[THE PROBLEM]
Across all of the records below, determine the number of lines containing the string "crate"; reply with that number only.

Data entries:
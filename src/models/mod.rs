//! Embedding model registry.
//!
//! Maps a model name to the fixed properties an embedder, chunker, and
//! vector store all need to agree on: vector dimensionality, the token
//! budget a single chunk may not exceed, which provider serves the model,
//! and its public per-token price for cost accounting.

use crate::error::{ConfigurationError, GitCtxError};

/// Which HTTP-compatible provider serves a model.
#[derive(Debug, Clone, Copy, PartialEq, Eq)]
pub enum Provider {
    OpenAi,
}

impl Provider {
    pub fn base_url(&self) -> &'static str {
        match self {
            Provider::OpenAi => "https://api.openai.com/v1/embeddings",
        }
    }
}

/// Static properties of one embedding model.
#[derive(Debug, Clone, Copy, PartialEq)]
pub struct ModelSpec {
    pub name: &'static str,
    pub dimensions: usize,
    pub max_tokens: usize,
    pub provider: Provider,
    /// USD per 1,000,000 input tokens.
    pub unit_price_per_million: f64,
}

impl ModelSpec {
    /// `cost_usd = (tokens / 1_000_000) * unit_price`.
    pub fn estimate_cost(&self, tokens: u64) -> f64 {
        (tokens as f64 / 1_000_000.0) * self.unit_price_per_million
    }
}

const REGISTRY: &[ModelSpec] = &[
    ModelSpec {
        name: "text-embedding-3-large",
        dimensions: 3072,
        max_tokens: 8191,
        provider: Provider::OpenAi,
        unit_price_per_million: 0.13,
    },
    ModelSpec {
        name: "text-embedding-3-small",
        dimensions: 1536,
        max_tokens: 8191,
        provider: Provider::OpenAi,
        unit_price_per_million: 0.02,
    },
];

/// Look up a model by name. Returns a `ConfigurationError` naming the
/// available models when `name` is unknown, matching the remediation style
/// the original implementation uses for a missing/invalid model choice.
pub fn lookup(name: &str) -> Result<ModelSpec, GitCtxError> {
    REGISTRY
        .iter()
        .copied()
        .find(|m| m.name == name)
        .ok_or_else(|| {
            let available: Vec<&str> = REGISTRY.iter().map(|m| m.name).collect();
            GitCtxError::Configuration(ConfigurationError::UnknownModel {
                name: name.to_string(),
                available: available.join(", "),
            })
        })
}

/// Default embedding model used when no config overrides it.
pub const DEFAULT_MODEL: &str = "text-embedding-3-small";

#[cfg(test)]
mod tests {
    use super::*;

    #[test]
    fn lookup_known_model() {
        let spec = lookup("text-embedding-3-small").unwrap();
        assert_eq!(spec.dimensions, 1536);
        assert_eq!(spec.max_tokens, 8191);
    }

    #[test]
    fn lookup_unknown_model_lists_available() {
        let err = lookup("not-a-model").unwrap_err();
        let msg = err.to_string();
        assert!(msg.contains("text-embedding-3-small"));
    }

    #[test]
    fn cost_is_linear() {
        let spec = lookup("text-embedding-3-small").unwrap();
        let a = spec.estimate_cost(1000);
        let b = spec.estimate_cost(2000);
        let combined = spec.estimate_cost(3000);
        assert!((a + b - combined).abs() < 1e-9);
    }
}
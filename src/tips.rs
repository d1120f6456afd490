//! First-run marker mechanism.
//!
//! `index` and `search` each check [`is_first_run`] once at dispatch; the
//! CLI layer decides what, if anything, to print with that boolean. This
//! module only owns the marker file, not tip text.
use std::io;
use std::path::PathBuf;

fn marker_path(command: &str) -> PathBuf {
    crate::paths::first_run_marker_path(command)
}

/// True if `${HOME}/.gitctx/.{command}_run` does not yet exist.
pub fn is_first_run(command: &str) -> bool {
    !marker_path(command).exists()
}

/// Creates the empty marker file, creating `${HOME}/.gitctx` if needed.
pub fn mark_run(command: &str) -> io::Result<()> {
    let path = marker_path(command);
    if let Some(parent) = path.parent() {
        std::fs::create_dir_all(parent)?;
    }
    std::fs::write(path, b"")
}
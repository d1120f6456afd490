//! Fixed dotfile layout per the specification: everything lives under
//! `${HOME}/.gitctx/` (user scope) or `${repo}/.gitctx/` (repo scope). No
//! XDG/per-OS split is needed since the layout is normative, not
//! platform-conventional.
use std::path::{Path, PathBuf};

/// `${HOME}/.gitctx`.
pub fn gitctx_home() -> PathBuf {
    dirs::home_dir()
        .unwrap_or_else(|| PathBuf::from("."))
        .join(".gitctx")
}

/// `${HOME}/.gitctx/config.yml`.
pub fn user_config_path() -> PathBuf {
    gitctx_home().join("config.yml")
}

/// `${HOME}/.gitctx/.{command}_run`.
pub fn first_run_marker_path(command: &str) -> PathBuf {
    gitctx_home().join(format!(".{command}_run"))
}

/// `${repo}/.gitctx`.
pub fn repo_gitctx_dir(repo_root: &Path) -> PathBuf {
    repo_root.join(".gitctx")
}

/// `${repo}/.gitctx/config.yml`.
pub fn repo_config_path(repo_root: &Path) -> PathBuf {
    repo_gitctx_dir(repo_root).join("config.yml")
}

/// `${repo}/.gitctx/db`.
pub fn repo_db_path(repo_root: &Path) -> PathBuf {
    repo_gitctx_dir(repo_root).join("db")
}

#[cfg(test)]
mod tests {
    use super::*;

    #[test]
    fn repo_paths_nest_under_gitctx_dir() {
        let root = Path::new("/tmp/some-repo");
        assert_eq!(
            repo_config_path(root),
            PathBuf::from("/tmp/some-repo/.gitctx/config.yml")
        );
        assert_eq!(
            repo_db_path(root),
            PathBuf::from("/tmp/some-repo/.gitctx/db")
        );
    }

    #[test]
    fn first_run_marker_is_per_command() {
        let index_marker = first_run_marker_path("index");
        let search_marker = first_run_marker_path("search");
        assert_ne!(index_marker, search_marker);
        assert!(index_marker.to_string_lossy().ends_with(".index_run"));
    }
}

[TASK RESPONSE]
2